Report every line of the records below that contains the word "remote".

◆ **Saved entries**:

**********

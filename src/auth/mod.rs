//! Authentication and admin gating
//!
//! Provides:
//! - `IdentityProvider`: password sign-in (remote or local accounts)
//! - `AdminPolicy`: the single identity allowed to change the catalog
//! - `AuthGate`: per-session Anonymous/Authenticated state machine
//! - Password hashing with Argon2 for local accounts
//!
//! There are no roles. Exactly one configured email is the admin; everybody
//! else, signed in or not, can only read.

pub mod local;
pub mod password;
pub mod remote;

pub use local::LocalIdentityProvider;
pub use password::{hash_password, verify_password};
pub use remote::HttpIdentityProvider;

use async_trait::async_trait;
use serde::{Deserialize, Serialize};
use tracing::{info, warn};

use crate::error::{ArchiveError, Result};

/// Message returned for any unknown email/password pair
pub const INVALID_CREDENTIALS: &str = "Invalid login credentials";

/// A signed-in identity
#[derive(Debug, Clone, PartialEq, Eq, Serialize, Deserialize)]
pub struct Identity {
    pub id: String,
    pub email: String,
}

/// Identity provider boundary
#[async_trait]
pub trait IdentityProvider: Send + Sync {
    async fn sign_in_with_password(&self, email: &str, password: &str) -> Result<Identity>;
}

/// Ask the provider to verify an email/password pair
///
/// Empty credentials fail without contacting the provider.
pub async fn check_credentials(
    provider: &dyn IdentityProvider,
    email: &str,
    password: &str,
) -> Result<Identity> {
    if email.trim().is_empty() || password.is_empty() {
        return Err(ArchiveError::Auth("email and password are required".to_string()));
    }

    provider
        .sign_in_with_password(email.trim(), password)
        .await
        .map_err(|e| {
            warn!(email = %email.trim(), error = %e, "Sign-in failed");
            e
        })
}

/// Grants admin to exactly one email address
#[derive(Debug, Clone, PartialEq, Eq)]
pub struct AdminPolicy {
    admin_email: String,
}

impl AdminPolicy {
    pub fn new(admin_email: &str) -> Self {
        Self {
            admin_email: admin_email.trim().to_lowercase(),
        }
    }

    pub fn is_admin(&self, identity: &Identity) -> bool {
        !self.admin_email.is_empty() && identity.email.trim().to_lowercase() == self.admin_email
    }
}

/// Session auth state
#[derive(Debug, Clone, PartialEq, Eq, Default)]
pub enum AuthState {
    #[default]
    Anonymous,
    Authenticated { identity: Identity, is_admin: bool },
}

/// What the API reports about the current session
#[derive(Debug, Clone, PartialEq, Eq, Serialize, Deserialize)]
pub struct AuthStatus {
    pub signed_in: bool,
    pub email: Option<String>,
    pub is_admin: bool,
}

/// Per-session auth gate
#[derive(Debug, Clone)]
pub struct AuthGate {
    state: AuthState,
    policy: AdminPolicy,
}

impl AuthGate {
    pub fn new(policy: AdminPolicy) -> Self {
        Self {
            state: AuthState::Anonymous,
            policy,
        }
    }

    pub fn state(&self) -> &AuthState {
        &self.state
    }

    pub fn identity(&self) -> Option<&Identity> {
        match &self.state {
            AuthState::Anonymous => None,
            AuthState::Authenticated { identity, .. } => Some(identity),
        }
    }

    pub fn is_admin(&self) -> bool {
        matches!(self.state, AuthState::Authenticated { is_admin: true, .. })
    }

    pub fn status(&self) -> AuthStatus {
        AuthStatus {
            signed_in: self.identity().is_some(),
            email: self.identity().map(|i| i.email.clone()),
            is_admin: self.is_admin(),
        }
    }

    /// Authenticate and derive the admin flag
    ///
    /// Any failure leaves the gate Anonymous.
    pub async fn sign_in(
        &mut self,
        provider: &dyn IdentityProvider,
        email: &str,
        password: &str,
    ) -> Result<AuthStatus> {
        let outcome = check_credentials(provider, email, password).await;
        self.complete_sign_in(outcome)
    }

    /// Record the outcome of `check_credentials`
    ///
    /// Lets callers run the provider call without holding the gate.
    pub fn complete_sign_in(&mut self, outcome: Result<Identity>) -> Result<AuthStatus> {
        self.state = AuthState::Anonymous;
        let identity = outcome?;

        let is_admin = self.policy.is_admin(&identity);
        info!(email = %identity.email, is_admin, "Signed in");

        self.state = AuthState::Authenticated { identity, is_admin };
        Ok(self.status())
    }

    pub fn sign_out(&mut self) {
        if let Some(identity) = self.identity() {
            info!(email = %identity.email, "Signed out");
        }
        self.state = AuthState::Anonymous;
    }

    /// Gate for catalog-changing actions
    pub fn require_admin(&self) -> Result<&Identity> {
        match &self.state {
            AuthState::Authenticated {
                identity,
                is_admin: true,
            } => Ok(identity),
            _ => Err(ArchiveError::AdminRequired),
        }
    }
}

**********

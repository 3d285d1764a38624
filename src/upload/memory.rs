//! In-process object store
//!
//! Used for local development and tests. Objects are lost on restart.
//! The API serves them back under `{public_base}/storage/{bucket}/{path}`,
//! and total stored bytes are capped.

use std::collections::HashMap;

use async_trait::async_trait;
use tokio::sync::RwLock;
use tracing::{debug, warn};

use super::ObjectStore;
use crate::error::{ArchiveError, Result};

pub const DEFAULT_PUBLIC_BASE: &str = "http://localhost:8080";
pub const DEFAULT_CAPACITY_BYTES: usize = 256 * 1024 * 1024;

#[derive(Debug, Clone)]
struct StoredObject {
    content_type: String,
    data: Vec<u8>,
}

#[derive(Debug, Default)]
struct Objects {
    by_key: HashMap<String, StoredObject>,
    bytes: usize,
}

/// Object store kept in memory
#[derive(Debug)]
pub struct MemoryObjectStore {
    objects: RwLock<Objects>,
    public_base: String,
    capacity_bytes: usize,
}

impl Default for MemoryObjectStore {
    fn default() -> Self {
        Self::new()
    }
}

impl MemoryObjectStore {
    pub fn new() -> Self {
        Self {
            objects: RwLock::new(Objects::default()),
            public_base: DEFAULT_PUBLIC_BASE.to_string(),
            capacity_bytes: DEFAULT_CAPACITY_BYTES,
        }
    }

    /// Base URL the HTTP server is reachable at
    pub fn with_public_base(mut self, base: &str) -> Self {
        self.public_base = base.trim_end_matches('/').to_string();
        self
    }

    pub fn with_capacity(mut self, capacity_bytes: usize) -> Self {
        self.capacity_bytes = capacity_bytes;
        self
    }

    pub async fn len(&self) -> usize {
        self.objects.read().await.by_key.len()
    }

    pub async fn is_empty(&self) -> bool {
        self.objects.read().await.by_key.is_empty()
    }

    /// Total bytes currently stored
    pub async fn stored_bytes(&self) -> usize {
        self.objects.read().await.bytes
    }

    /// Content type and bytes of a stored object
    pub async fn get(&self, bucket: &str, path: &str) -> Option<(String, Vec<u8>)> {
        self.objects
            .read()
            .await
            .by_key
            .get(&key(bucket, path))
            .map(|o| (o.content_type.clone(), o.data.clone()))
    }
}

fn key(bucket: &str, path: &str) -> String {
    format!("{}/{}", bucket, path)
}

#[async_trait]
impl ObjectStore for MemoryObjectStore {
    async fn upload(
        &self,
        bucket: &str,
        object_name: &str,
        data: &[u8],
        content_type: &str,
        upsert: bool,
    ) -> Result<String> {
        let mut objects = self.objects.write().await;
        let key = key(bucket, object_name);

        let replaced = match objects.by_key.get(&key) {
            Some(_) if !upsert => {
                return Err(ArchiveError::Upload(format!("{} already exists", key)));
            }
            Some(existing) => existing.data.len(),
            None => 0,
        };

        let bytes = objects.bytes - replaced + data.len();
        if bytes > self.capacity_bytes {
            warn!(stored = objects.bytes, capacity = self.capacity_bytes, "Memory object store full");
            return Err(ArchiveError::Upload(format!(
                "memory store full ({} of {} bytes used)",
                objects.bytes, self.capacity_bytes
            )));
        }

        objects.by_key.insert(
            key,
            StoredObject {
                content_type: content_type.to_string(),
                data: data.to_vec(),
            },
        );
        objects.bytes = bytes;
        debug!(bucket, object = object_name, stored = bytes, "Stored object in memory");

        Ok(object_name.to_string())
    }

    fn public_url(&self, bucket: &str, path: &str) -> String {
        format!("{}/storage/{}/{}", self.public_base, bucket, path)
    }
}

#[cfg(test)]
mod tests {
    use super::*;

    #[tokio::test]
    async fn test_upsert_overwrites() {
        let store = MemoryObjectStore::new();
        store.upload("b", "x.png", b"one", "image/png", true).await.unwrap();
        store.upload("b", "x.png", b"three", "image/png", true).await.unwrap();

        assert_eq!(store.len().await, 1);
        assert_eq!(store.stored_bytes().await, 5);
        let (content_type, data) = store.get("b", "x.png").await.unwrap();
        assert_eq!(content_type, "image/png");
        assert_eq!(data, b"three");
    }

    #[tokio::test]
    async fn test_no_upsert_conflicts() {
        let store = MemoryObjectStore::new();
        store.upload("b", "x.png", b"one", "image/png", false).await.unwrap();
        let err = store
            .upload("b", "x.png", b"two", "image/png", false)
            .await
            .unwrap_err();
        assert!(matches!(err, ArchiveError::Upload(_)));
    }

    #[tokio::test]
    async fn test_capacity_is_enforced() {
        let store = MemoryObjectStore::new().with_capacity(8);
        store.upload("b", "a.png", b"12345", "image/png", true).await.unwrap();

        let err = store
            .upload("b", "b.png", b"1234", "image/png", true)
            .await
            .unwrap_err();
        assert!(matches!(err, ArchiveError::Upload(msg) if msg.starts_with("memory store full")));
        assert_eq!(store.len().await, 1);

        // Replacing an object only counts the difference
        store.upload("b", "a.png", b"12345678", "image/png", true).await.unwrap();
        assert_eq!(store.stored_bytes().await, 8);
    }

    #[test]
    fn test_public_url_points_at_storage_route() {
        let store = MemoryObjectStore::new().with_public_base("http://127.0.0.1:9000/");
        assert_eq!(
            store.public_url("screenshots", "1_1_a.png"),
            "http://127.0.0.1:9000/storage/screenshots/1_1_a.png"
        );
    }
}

**********

◆ **RESPONSE**:
//! - `IdentityProvider`: password sign-in (remote or local accounts)
pub mod remote;
pub use remote::HttpIdentityProvider;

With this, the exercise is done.